Une aventure, qui m'est arrivée au cours d'un vol d'essai, confirme que le danger arrive souvent d'où on l'attend le moins. J'étais alors chef pilote d'essais au Centre d'essais en vol à Istres. Nous faisions une campagne d'essais de vrilles sur Alphajet, dont le but était de mieux connaître les phénomènes d'aérodynamique stationnaire qui se produisent sur une voilure à très haute incidence. Il fallait accumuler des données au cours d'un grand nombre de vrilles qui devaient avoir toutes les mêmes caractéristiques. Le but n'était pas de mettre au point l'avion, qui était déjà bien connu, mais de recueillir des informations au profit de recherches en aérodynamique. En l'occurrence, on nous demandait d'effectuer des séries de vrilles plates et rapides à gauche, comportant au moins cinq tours stables.

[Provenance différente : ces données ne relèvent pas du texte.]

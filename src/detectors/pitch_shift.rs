//! Pitch-shift detection from the F0 / formant relationship
//!
//! Formants follow vocal-tract length, not pitch. A quarter-wave tube model
//! estimates the tract length from F1, which implies a plausible F0 range:
//!
//! ```text
//! VTL = c / (4 · F1),  c = 34000 cm/s
//!
//! VTL      | Speaker | Expected F0
//! ---------|---------|------------
//! > 16 cm  | Adult M | 75 - 190 Hz
//! > 13 cm  | Adult F | 150 - 270 Hz
//! shorter  | Child   | 200 - 400 Hz
//! ```
//!
//! An F0 well outside that range means the pitch moved while the formants
//! stayed put, which is what PSOLA-style shifters do.

use super::{EffectKind, EffectResult, MAX_CONFIDENCE};
use crate::analyzer::AnalysisContext;
use crate::backends::BackendOutcome;
use crate::dsp::stats::round_to;
use crate::error::DetectorFailure;

const SPEED_OF_SOUND_CM: f64 = 34000.0;
const MIN_F0_HZ: f64 = 50.0;
/// F0 below `low * LOW_MARGIN` or above `high * HIGH_MARGIN` counts as shifted
const LOW_MARGIN: f64 = 0.75;
const HIGH_MARGIN: f64 = 1.25;
const BASE_CONFIDENCE: f64 = 0.5;
const PER_SEMITONE: f64 = 0.08;
const NATURAL_CONFIDENCE: f64 = 0.05;

/// Plausible F0 range (Hz) for a vocal tract with this F1
pub fn expected_f0_range(f1: f64) -> (f64, f64) {
    let vtl = SPEED_OF_SOUND_CM / (4.0 * f1);
    if vtl > 16.0 {
        (75.0, 190.0)
    } else if vtl > 13.0 {
        (150.0, 270.0)
    } else {
        (200.0, 400.0)
    }
}

pub fn detect(ctx: &AnalysisContext<'_>) -> Result<EffectResult, DetectorFailure> {
    let mut result = EffectResult::new(EffectKind::PitchShift);

    let track = match ctx.formants() {
        BackendOutcome::Ready(track) => track,
        BackendOutcome::Unavailable(reason) => {
            result.evidence(format!(
                "formant comparison skipped: dependency unavailable ({})",
                reason
            ));
            return Ok(result.finish());
        }
        BackendOutcome::Failed(reason) => {
            result.evidence(format!("formant extraction failed: {}", reason));
            return Ok(result.finish());
        }
    };

    let f0 = match ctx.preferred_f0() {
        Some(f0) if f0 >= MIN_F0_HZ => f0,
        _ => return Ok(result.finish()),
    };
    result.param("detected_f0_hz", round_to(f0, 1));
    let tracker = match ctx.capabilities().advanced_pitch_tracker() {
        Some(t) if ctx.advanced_pitch().is_some() => t.name(),
        _ => "autocorrelation",
    };
    result.param("pitch_tracker", tracker);

    let (Some(f1), Some(f2)) = (track.median_f1(), track.median_f2()) else {
        result.evidence("Could not extract formants reliably");
        return Ok(result.finish());
    };
    result.param("F1_hz", round_to(f1, 1));
    result.param("F2_hz", round_to(f2, 1));
    if let Some(f3) = track.median_f3() {
        result.param("F3_hz", round_to(f3, 1));
    }

    let (low, high) = expected_f0_range(f1);
    result.param("expected_f0_range", vec![low, high]);

    if f0 < low * LOW_MARGIN {
        let semitones = 12.0 * (low / f0).log2();
        result.confidence = MAX_CONFIDENCE.min(BASE_CONFIDENCE + semitones * PER_SEMITONE);
        result.param("estimated_semitones", format!("-{}", round_to(semitones, 1)));
        result.evidence(format!(
            "F0 ({:.0}Hz) below expected range ({:.0}-{:.0}Hz) for detected formants",
            f0, low, high
        ));
    } else if f0 > high * HIGH_MARGIN {
        let semitones = 12.0 * (f0 / high).log2();
        result.confidence = MAX_CONFIDENCE.min(BASE_CONFIDENCE + semitones * PER_SEMITONE);
        result.param("estimated_semitones", format!("+{}", round_to(semitones, 1)));
        result.evidence(format!(
            "F0 ({:.0}Hz) above expected range ({:.0}-{:.0}Hz) for detected formants",
            f0, low, high
        ));
    } else {
        result.confidence = NATURAL_CONFIDENCE;
        result.evidence("F0-formant relationship appears natural");
    }

    Ok(result.finish())
}

#[cfg(test)]
mod tests {
    use super::*;
    use crate::audio::AudioBuffer;
    use crate::backends::{Capabilities, FormantExtractor, FormantTrack};
    use crate::detectors::test_signals::sine;
    use crate::detectors::ParamValue;
    use std::sync::Arc;

    /// Reports the same formants for every frame
    struct FixedFormants(f64, f64, f64);

    impl FormantExtractor for FixedFormants {
        fn name(&self) -> &'static str {
            "fixed"
        }

        fn try_extract(&self, _buffer: &AudioBuffer) -> BackendOutcome<FormantTrack> {
            BackendOutcome::Ready(FormantTrack {
                times: vec![0.0; 20],
                f1: vec![Some(self.0); 20],
                f2: vec![Some(self.1); 20],
                f3: vec![Some(self.2); 20],
            })
        }
    }

    fn run(samples: Vec<f64>, caps: Capabilities) -> EffectResult {
        let buffer = AudioBuffer::new(samples, 22050);
        detect(&AnalysisContext::new(&buffer, &caps)).unwrap()
    }

    #[test]
    fn test_expected_ranges() {
        // F1 = 500 Hz -> VTL 17 cm
        assert_eq!(expected_f0_range(500.0), (75.0, 190.0));
        // F1 = 600 Hz -> VTL 14.2 cm
        assert_eq!(expected_f0_range(600.0), (150.0, 270.0));
        // F1 = 900 Hz -> VTL 9.4 cm
        assert_eq!(expected_f0_range(900.0), (200.0, 400.0));
    }

    #[test]
    fn test_no_formant_backend() {
        let result = run(sine(220.0, 22050, 1.0, 0.5), Capabilities::baseline_only());
        assert_eq!(result.confidence, 0.0);
        assert!(result
            .evidence
            .iter()
            .any(|e| e.contains("dependency unavailable")));
    }

    #[test]
    fn test_natural_relationship() {
        // 120 Hz with a male-sized tract
        let caps = Capabilities::baseline_only()
            .with_formant_extractor(Arc::new(FixedFormants(500.0, 1500.0, 2500.0)));
        let result = run(sine(120.0, 22050, 1.0, 0.5), caps);
        assert!((result.confidence - NATURAL_CONFIDENCE).abs() < 1e-12);
        assert_eq!(
            result.params.get("expected_f0_range"),
            Some(&ParamValue::List(vec![75.0, 190.0]))
        );
    }

    #[test]
    fn test_shifted_up() {
        // 400 Hz with a male-sized tract: 12·log2(400/190) ≈ 12.9 semitones up
        let caps = Capabilities::baseline_only()
            .with_formant_extractor(Arc::new(FixedFormants(500.0, 1500.0, 2500.0)));
        let result = run(sine(400.0, 22050, 1.0, 0.5), caps);
        assert!(result.confidence >= 0.9, "confidence = {}", result.confidence);
        match result.params.get("estimated_semitones") {
            Some(ParamValue::Text(s)) => assert!(s.starts_with('+'), "{}", s),
            other => panic!("unexpected {:?}", other),
        }
    }

    #[test]
    fn test_unvoiced_input() {
        let caps = Capabilities::baseline_only()
            .with_formant_extractor(Arc::new(FixedFormants(500.0, 1500.0, 2500.0)));
        let result = run(vec![0.0; 22050], caps);
        assert_eq!(result.confidence, 0.0);
        assert!(!result.params.contains_key("detected_f0_hz"));
    }
}
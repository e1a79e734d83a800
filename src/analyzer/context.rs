//! Per-buffer analysis context
//!
//! Several detectors need the same STFT, RMS envelope or pitch contour.
//! The context computes each primitive on first use and hands out shared
//! references afterwards. `OnceLock` makes the first access race-free when
//! detectors run on the rayon pool.

use crate::audio::AudioBuffer;
use crate::backends::{BackendOutcome, Capabilities, FormantTrack};
use crate::dsp::pitch::{self, PitchContour};
use crate::dsp::{compute_profile, rms_envelope, SpectralProfile, Stft};
use std::sync::OnceLock;

/// Frame/hop for energy and shape features
pub const FRAME: usize = 2048;
pub const HOP: usize = 512;
/// Frame/hop for harmonic analysis
pub const HARMONIC_FRAME: usize = 4096;
pub const HARMONIC_HOP: usize = 1024;

pub struct AnalysisContext<'a> {
    buffer: &'a AudioBuffer,
    capabilities: &'a Capabilities,
    stft: OnceLock<Stft>,
    harmonic_stft: OnceLock<Stft>,
    rms: OnceLock<Vec<f64>>,
    baseline_pitch: OnceLock<PitchContour>,
    advanced_pitch: OnceLock<Option<PitchContour>>,
    formants: OnceLock<BackendOutcome<FormantTrack>>,
    profile: OnceLock<SpectralProfile>,
}

impl<'a> AnalysisContext<'a> {
    pub fn new(buffer: &'a AudioBuffer, capabilities: &'a Capabilities) -> Self {
        Self {
            buffer,
            capabilities,
            stft: OnceLock::new(),
            harmonic_stft: OnceLock::new(),
            rms: OnceLock::new(),
            baseline_pitch: OnceLock::new(),
            advanced_pitch: OnceLock::new(),
            formants: OnceLock::new(),
            profile: OnceLock::new(),
        }
    }

    pub fn buffer(&self) -> &AudioBuffer {
        self.buffer
    }

    pub fn samples(&self) -> &[f64] {
        &self.buffer.samples
    }

    pub fn sample_rate(&self) -> u32 {
        self.buffer.sample_rate
    }

    pub fn capabilities(&self) -> &Capabilities {
        self.capabilities
    }

    /// 2048/512 STFT with phase
    pub fn stft(&self) -> &Stft {
        self.stft.get_or_init(|| {
            Stft::compute_with_phase(self.samples(), self.sample_rate(), FRAME, HOP)
        })
    }

    /// 4096/1024 STFT (magnitudes only)
    pub fn harmonic_stft(&self) -> &Stft {
        self.harmonic_stft.get_or_init(|| {
            Stft::compute(
                self.samples(),
                self.sample_rate(),
                HARMONIC_FRAME,
                HARMONIC_HOP,
            )
        })
    }

    /// 2048/512 RMS envelope (linear)
    pub fn rms(&self) -> &[f64] {
        self.rms
            .get_or_init(|| rms_envelope(self.samples(), FRAME, HOP))
    }

    pub fn baseline_pitch(&self) -> &PitchContour {
        self.baseline_pitch
            .get_or_init(|| pitch::track(self.samples(), self.sample_rate()))
    }

    /// Contour from the advanced tracker, if one is available and succeeded
    pub fn advanced_pitch(&self) -> Option<&PitchContour> {
        self.advanced_pitch
            .get_or_init(|| {
                let tracker = self.capabilities.advanced_pitch_tracker()?;
                match tracker.try_track(self.buffer) {
                    BackendOutcome::Ready(contour) => Some(contour),
                    BackendOutcome::Unavailable(reason) => {
                        log::debug!("{} pitch tracker unavailable: {}", tracker.name(), reason);
                        None
                    }
                    BackendOutcome::Failed(reason) => {
                        log::warn!(
                            "{} pitch tracker failed, using baseline: {}",
                            tracker.name(),
                            reason
                        );
                        None
                    }
                }
            })
            .as_ref()
    }

    /// Median F0 from the best available tracker
    ///
    /// When the advanced tracker ran, its answer stands even if it has too
    /// few confident frames; the baseline is only used when it did not run.
    pub fn preferred_f0(&self) -> Option<f64> {
        match self.advanced_pitch() {
            Some(contour) => contour.median_f0(),
            None => self.baseline_pitch().median_f0(),
        }
    }

    pub fn formants(&self) -> &BackendOutcome<FormantTrack> {
        self.formants.get_or_init(|| match self.capabilities.formant_extractor() {
            Some(extractor) => {
                let outcome = extractor.try_extract(self.buffer);
                if let BackendOutcome::Failed(ref reason) = outcome {
                    log::warn!("{} formant extractor failed: {}", extractor.name(), reason);
                }
                outcome
            }
            None => BackendOutcome::Unavailable("no formant extractor".to_string()),
        })
    }

    pub fn profile(&self) -> &SpectralProfile {
        self.profile.get_or_init(|| compute_profile(self.stft()))
    }
}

La vrille est le mouvement naturel de rotation qu'effectue un avion sur ses trois axes lorsqu'il est placé à de forts angles d'incidence et de dérapage. C'est un mouvement incontrôlé. La vitesse aérodynamique reste faible ; l'angle d'incidence de l'aile se situe largement au delà de l'incidence de décrochage. L'avion tombe à la verticale tournant sur lui-même, selon un mouvement plus ou moins compliqué qui ressemble parfois à celui d'une feuille morte tombant d'un arbre. Il existe un très grand nombre de types de vrilles, qui dépendent du type d'avion, de son centrage, de sa configuration aérodynamique et de la technique que le pilote utilise pour le mettre en vrille. Une fois que l'on est en vrille, le problème c'est d'en sortir. Presque tous les avions ont une vrille naturelle, mais rares sont ceux avec lesquels on a le droit d'effectuer des vrilles volontaires. Certains avions de chasse, par exemple, sont réputés ne pas pouvoir en sortir : la seule issue pour le pilote est alors l'éjection. Sur les avions de tourisme et les planeurs, on doit démontrer en essai que l'avion peut sortir d'une vrille accidentelle. Ces essais m'ont d'ailleurs procuré parfois quelques moments de sérieuse inquiétude, mais ce sont d'autres histoires que celle-ci. Avec les avions de voltige, certains planeurs et certains avions d'entraînement, on peut effectuer des vrilles intentionnellement.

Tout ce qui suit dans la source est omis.